LDP leaders said the package will not include the additional income tax cuts that have been emphatically demanded by the US administration. The Hashimoto government has insisted it cannot cut taxes because that would infringe the Fiscal Structural Reform Law—special legislation to reduce the budget deficit. Nevertheless, over recent months, Washington, the International Monetary Fund and the European powers have increasingly intervened into Japanese politics, calling for tax cuts, together with financial deregulation.

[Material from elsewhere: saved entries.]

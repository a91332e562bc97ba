// [libs/domain/provisioning/src/sanitize.rs]
//! Antes de persistir cualquier mensaje de error se despojan tokens
//! bearer, claves secretas (`sk|rk|pk_(live|test)_…`), refresh tokens
//! (`rt_…`) y JWTs (`eyJ…`) con patrones fijos, reemplazandolos por
//! `[REDACTED]` (§4.8).

const SENSITIVE_PREFIXES: &[&str] =
    &["sk_live_", "sk_test_", "rk_live_", "rk_test_", "pk_live_", "pk_test_", "rt_", "eyJ"];

const REDACTED: &str = "[REDACTED]";

pub fn sanitize_error_message(raw: &str) -> String {
    let words: Vec<&str> = raw.split(' ').collect();

    words
        .iter()
        .enumerate()
        .map(|(i, word)| {
            let follows_bearer = i > 0 && words[i - 1].eq_ignore_ascii_case("bearer");
            let is_sensitive = follows_bearer || SENSITIVE_PREFIXES.iter().any(|p| word.starts_with(p));
            if is_sensitive {
                REDACTED
            } else {
                word
            }
        })
        .collect::<Vec<_>>()
        .join(" ")
}

#[cfg(test)]
mod tests {
    use super::*;

    #[test]
    fn redacts_secret_key_prefixes() {
        let out = sanitize_error_message("upstream rejected sk_live_abc123 for project");
        assert!(!out.contains("sk_live_abc123"));
        assert!(out.contains(REDACTED));
    }

    #[test]
    fn redacts_bearer_token_following_keyword() {
        let out = sanitize_error_message("request failed Bearer eyJhbGciOiJIUzI1NiJ9.xyz");
        assert!(!out.contains("eyJhbGciOiJIUzI1NiJ9.xyz"));
    }

    #[test]
    fn redacts_refresh_token_prefix() {
        let out = sanitize_error_message("could not use rt_9f8e7d for refresh");
        assert!(!out.contains("rt_9f8e7d"));
    }

    #[test]
    fn leaves_ordinary_text_untouched() {
        let out = sanitize_error_message("connection timed out after 600 seconds");
        assert_eq!(out, "connection timed out after 600 seconds");
    }
}
// [libs/infra/db/src/repositories/oauth_states.rs]
//! CRUD sobre `oauth_states`: el token CSRF de un solo uso emitido al
//! iniciar el flujo de instalacion (§4.6).

use crate::errors::DbError;
use chrono::{DateTime, Utc};
use connectbridge_models::{Livemode, OAuthState};
use sqlx::{PgPool, Row};

pub async fn insert(pool: &PgPool, state: &OAuthState) -> Result<(), DbError> {
    sqlx::query(
        "INSERT INTO oauth_states (state_hash, mode, expires_at, created_at) VALUES ($1, $2, $3, $4)",
    )
    .bind(&state.state_hash)
    .bind(state.mode.to_string())
    .bind(state.expires_at)
    .bind(state.created_at)
    .execute(pool)
    .await?;

    Ok(())
}

/// Consume el estado si existe: lo borra y devuelve su valor anterior en
/// una unica sentencia, de modo que dos peticiones concurrentes con el
/// mismo `state_hash` no puedan consumirlo ambas.
pub async fn consume(pool: &PgPool, state_hash: &str) -> Result<Option<OAuthState>, DbError> {
    let row = sqlx::query(
        "DELETE FROM oauth_states WHERE state_hash = $1 RETURNING state_hash, mode, expires_at, created_at",
    )
    .bind(state_hash)
    .fetch_optional(pool)
    .await?;

    let Some(row) = row else {
        return Ok(None);
    };

    let mode: String = row.try_get("mode")?;
    let expires_at: DateTime<Utc> = row.try_get("expires_at")?;
    let created_at: DateTime<Utc> = row.try_get("created_at")?;

    Ok(Some(OAuthState {
        state_hash: row.try_get("state_hash")?,
        mode: Livemode::from_bool(mode == "live"),
        expires_at,
        created_at,
    }))
}

pub async fn purge_expired(pool: &PgPool, now: DateTime<Utc>) -> Result<u64, DbError> {
    let result = sqlx::query("DELETE FROM oauth_states WHERE expires_at < $1")
        .bind(now)
        .execute(pool)
        .await?;

    Ok(result.rows_affected())
}

#[cfg(test)]
mod tests {
    use super::*;

    #[test]
    fn mode_round_trips_through_text_representation() {
        assert_eq!(Livemode::from_bool(true), Livemode::Live);
        assert_eq!(Livemode::from_bool(false), Livemode::Test);
    }
}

US Deputy Treasury Secretary Lawrence Summers responded coolly to the package, saying the US was “encouraged” but “obviously what will be crucial is what the details are and how the plan plays out. That’s something we will be watching and studying carefully, and I am sure the markets will as well.”

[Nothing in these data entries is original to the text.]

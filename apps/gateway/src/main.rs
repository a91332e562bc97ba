// INICIO DEL ARCHIVO [apps/gateway/src/main.rs]
/*!
 * =================================================================
 * APARATO: GATEWAY ENTRYPOINT (ESTRATO L1-APP)
 * RESPONSABILIDAD: IGNICION DEL PROCESO Y SERVIDO HTTP SOBERANO
 * =================================================================
 */

mod errors;
mod handlers;
mod middleware;
mod routes;
mod state;

use state::AppState;
use std::net::{IpAddr, SocketAddr};
use tracing::{error, info};

fn main() -> Result<(), Box<dyn std::error::Error>> {
    dotenvy::dotenv().ok();
    connectbridge_models::telemetry::init_tracing("connectbridge_gateway");

    let runtime = tokio::runtime::Builder::new_multi_thread()
        .enable_all()
        .build()?;

    runtime.block_on(async {
        info!("🚀 [GATEWAY]: ignition sequence starting...");

        let app_state = AppState::ignite().await;

        let port: u16 = std::env::var("PORT").ok().and_then(|v| v.parse().ok()).unwrap_or(8080);

        let router = routes::build_router(app_state);

        let bind_address = SocketAddr::new("0.0.0.0".parse::<IpAddr>().unwrap(), port);

        let listener = tokio::net::TcpListener::bind(bind_address)
            .await
            .expect("CRITICAL_FAULT: failed to bind network port.");

        info!("🚀 [GATEWAY_ONLINE]: listening at {}", bind_address);

        if let Err(server_error) = axum::serve(listener, router).await {
            error!("💀 [GATEWAY_COLLAPSE]: runtime failure: {}", server_error);
            std::process::exit(1);
        }

        Ok(())
    })
}
// FIN DEL ARCHIVO [apps/gateway/src/main.rs]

While fearful of the global implications of a Japanese economic crisis, US and European banks and big business are also in a frenzied drive to exploit Japan’s slump by forcing up its domestic spending and busting open its markets, at the direct expense of giants such as Toyota, Honda, Mazda, Nissan, Mitsubishi, Sony, Sanyo, NEC, Toshiba, Hitachi and Fujitsu.

Various Washington commentators condemned the latest package for continuing to fatten the profits of politically well-connected Japanese businesses. “There is a sense of ‘here we go again,’” charged Ed Lincoln, foreign policy analyst at the Brookings Institution. “This is a very traditional economic stimulus, the very measures that the Japanese have been telling everyone they were finished with.”

A number of commentators in Australia’s corporate-controlled media have accused Tokyo of using the stimulus packages to block the opening up of the Japanese economy. Greg Sheridan, for example, foreign editor of Rupert Murdoch’s The Australian, railed against “ridiculous payoffs to the corrupt and politically powerful construction industry,” and declared that such spending “reinforces the cronyistic, politically connected, non-commercial aspects of Japanese decision-making.”

These statements reflect concern in Australian ruling circles that Australian-based companies are already suffering heavy losses as Japan’s slump and the ongoing Asian crisis devastate their major export markets, and that Australian firms face even greater losses if caught in the crossfire of a US-Japan trade conflict.

Writing in the Sydney Morning Herald, Max Walsh declared there was a “real whiff of Smoot-Hawley in the way events are unfolding in Japan.” He was referring to the highly protectionist Smoot-Hawley tariff bill passed by the US Congress in 1930, that deepened the global depression by setting off open trade war and competitive currency devaluations. Walsh accused the Hashimoto government of being dominated by domestic economic interests, just as US legislators were in 1930.

These interimperialist tensions are likely to heighten in the lead-up to the Group of Seven (plus Russia) summit at Birmingham, Britain on May 15. Prime Minister Ryutaro Hashimoto is under growing pressure to announce tax cuts before that meeting, even though such a public policy reversal to meet international pressure will almost certainly signal the end of his premiership.